Data shown:
//! Tilt/height-derived viewport scale.
//!
//! The sensor looks down at the floor at `tilt` degrees from horizontal.
//! A first geometric estimate of the view-plane distance comes from the
//! mounting height; it is then superseded by the slant distance measured at
//! the frame center. Pixel-per-centimeter scales are derived from the
//! measured distance and the half field of view.

use log::{debug, info};
use serde::{Deserialize, Serialize};

#[cfg(feature = "tracing")]
use tracing::instrument;

use crate::error::ensure_finite;
use crate::{DepthModel, FrameDimensions, GroundPlaneError};

/// Full horizontal field of view of the reference sensor.
pub const DEFAULT_FOV_DEG: f64 = 62.7;

/// Source of the device tilt angle.
pub trait TiltSensor {
    /// Current tilt in degrees, `None` if the device did not report one.
    fn tilt_degrees(&mut self) -> Option<f64>;
}

/// Tilt sensor that always reports the same angle.
#[derive(Clone, Copy, Debug, PartialEq)]
pub struct FixedTilt(pub f64);

impl TiltSensor for FixedTilt {
    fn tilt_degrees(&mut self) -> Option<f64> {
        Some(self.0)
    }
}

/// Viewport calibration derived from tilt, mounting height and the center depth sample.
#[derive(Clone, Copy, Debug, PartialEq, Serialize, Deserialize)]
pub struct TiltCalibration {
    pub tilt_rad: f64,
    /// Raw depth sample at the frame center this calibration was derived from.
    pub center_raw_depth: f64,
    /// `sin(tilt) * height`, the purely geometric estimate.
    pub estimated_view_plane_distance_cm: f64,
    /// Slant distance measured at the frame center; used for all scales.
    pub measured_view_plane_distance_cm: f64,
    pub vertical_px_per_cm: f64,
    pub horizontal_px_per_cm: f64,
    /// Floor depth hidden below the lower frame edge, in centimeters.
    pub additional_depth_cm: f64,
    /// `additional_depth_cm` expressed in vertical pixels.
    pub vertical_pixel_offset: f64,
}

impl TiltCalibration {
    /// Whether this calibration was derived from exactly these readings.
    pub fn matches_inputs(&self, tilt_deg: f64, center_raw_depth: f64) -> bool {
        self.tilt_rad == tilt_deg.to_radians() && self.center_raw_depth == center_raw_depth
    }
}

#[derive(Clone, Copy, Debug, PartialEq, Serialize, Deserialize)]
pub struct TiltCalibrator {
    pub depth: DepthModel,
    pub fov_deg: f64,
    pub frame: FrameDimensions,
}

impl Default for TiltCalibrator {
    fn default() -> Self {
        Self {
            depth: DepthModel::default(),
            fov_deg: DEFAULT_FOV_DEG,
            frame: FrameDimensions::default(),
        }
    }
}

impl TiltCalibrator {
    pub fn new(depth: DepthModel, fov_deg: f64, frame: FrameDimensions) -> Self {
        Self {
            depth,
            fov_deg,
            frame,
        }
    }

    #[inline]
    pub fn half_fov_rad(&self) -> f64 {
        (self.fov_deg / 2.0).to_radians()
    }

    #[cfg_attr(feature = "tracing", instrument(level = "info", skip(self)))]
    pub fn calibrate(
        &self,
        tilt_deg: f64,
        center_raw_depth: f64,
    ) -> Result<TiltCalibration, GroundPlaneError> {
        ensure_finite(tilt_deg, "tilt angle")?;
        ensure_finite(center_raw_depth, "center depth sample")?;
        ensure_finite(self.depth.height_cm, "mounting height")?;
        self.frame.validate()?;

        if tilt_deg <= 0.0 || tilt_deg >= 90.0 {
            return Err(GroundPlaneError::degenerate(format!(
                "tilt must lie strictly between 0 and 90 degrees, got {tilt_deg}"
            )));
        }
        if !(self.fov_deg > 0.0 && self.fov_deg < 180.0) {
            return Err(GroundPlaneError::degenerate(format!(
                "field of view must lie strictly between 0 and 180 degrees, got {}",
                self.fov_deg
            )));
        }

        let tilt_rad = tilt_deg.to_radians();
        let tan_half_fov = self.half_fov_rad().tan();

        let estimated = tilt_rad.sin() * self.depth.height_cm;
        let additional_depth_cm = estimated * (1.0 / tilt_rad.tan() - tan_half_fov);
        debug!("estimated view-plane distance {estimated:.3} cm");

        let measured = self.depth.direct_distance_cm(center_raw_depth);
        let half_extent_cm = measured * tan_half_fov;
        if !half_extent_cm.is_finite() || half_extent_cm.abs() < 1e-9 {
            return Err(GroundPlaneError::degenerate(format!(
                "measured view-plane distance {measured:.3} cm yields no usable viewport"
            )));
        }

        let vertical_px_per_cm = (self.frame.half_height() / half_extent_cm).abs();
        let horizontal_px_per_cm = (self.frame.half_width() / half_extent_cm).abs();
        let vertical_pixel_offset = additional_depth_cm * vertical_px_per_cm;

        info!(
            "viewport calibrated: {vertical_px_per_cm:.4} px/cm vertical, \
             {horizontal_px_per_cm:.4} px/cm horizontal, view plane {measured:.2} cm, \
             {vertical_pixel_offset:.2} additional vertical px"
        );

        Ok(TiltCalibration {
            tilt_rad,
            center_raw_depth,
            estimated_view_plane_distance_cm: estimated,
            measured_view_plane_distance_cm: measured,
            vertical_px_per_cm,
            horizontal_px_per_cm,
            additional_depth_cm,
            vertical_pixel_offset,
        })
    }
}

#[cfg(test)]
mod tests {
    use super::*;
    use approx::assert_relative_eq;

    #[test]
    fn forty_five_degrees_at_reference_height() {
        let calibrator = TiltCalibrator::default();
        let cal = calibrator.calibrate(45.0, 600.0).unwrap();

        assert_relative_eq!(cal.estimated_view_plane_distance_cm, 26.870057685, epsilon = 1e-6);

        let measured = calibrator.depth.direct_distance_cm(600.0);
        assert_relative_eq!(cal.measured_view_plane_distance_cm, measured, epsilon = 1e-12);

        let tan_half = (31.35_f64).to_radians().tan();
        assert_relative_eq!(cal.vertical_px_per_cm, 240.0 / (measured * tan_half), epsilon = 1e-9);
        assert_relative_eq!(
            cal.horizontal_px_per_cm,
            320.0 / (measured * tan_half),
            epsilon = 1e-9
        );

        let add_cm = cal.estimated_view_plane_distance_cm * (1.0 - tan_half);
        assert_relative_eq!(cal.additional_depth_cm, add_cm, epsilon = 1e-9);
        assert_relative_eq!(
            cal.vertical_pixel_offset,
            add_cm * cal.vertical_px_per_cm,
            epsilon = 1e-9
        );
    }

    #[test]
    fn horizontal_scale_follows_frame_aspect() {
        let cal = TiltCalibrator::default().calibrate(30.0, 500.0).unwrap();
        assert_relative_eq!(
            cal.horizontal_px_per_cm / cal.vertical_px_per_cm,
            320.0 / 240.0,
            epsilon = 1e-12
        );
    }

    #[test]
    fn level_and_vertical_tilts_are_rejected() {
        let calibrator = TiltCalibrator::default();
        for tilt in [0.0, 90.0, -10.0, 120.0] {
            assert!(
                matches!(
                    calibrator.calibrate(tilt, 600.0),
                    Err(GroundPlaneError::DegenerateGeometry(_))
                ),
                "tilt={tilt}"
            );
        }
    }

    #[test]
    fn nan_tilt_is_rejected() {
        assert_eq!(
            TiltCalibrator::default().calibrate(f64::NAN, 600.0),
            Err(GroundPlaneError::NonFiniteInput("tilt angle"))
        );
    }

    #[test]
    fn fixed_tilt_reports_its_angle() {
        let mut sensor = FixedTilt(27.5);
        assert_eq!(sensor.tilt_degrees(), Some(27.5));
    }

    #[test]
    fn calibration_remembers_its_inputs() {
        let cal = TiltCalibrator::default().calibrate(45.0, 600.0).unwrap();
        assert!(cal.matches_inputs(45.0, 600.0));
        assert!(!cal.matches_inputs(30.0, 600.0));
        assert!(!cal.matches_inputs(45.0, 700.0));
    }
}
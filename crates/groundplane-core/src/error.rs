use serde::{Deserialize, Serialize};

/// Which half of the frame a calibration point falls into.
#[derive(Clone, Copy, Debug, Eq, PartialEq, Hash, Serialize, Deserialize)]
pub enum FrameSide {
    Left,
    Right,
}

impl std::fmt::Display for FrameSide {
    fn fmt(&self, f: &mut std::fmt::Formatter<'_>) -> std::fmt::Result {
        match self {
            FrameSide::Left => f.write_str("left"),
            FrameSide::Right => f.write_str("right"),
        }
    }
}

/// Errors returned by the calibration and mapping primitives.
#[derive(thiserror::Error, Debug, Clone, PartialEq)]
pub enum GroundPlaneError {
    #[error("incomplete calibration input (expected 4 classified corners, got {found})")]
    IncompleteCalibrationInput { found: usize },

    #[error("ambiguous calibration input ({count} points on the {side} side of the frame)")]
    AmbiguousCalibrationInput { side: FrameSide, count: usize },

    #[error("degenerate geometry: {0}")]
    DegenerateGeometry(String),

    #[error("projection singularity at ({x:.3}, {y:.3})")]
    ProjectionSingularity { x: f64, y: f64 },

    #[error("non-finite input: {0}")]
    NonFiniteInput(&'static str),

    #[error("no depth sample available at pixel ({x}, {y})")]
    DepthSampleUnavailable { x: u32, y: u32 },

    #[error("tilt reading unavailable")]
    TiltUnavailable,
}

impl GroundPlaneError {
    pub(crate) fn degenerate(reason: impl Into<String>) -> Self {
        Self::DegenerateGeometry(reason.into())
    }
}

pub(crate) fn ensure_finite(value: f64, what: &'static str) -> Result<f64, GroundPlaneError> {
    if value.is_finite() {
        Ok(value)
    } else {
        Err(GroundPlaneError::NonFiniteInput(what))
    }
}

What the task asks: Among the lines above, return each one holding the string "mounting".

Output for this exercise:
//! mounting height; it is then superseded by the slant distance measured at
/// Viewport calibration derived from tilt, mounting height and the center depth sample.
        ensure_finite(self.depth.height_cm, "mounting height")?;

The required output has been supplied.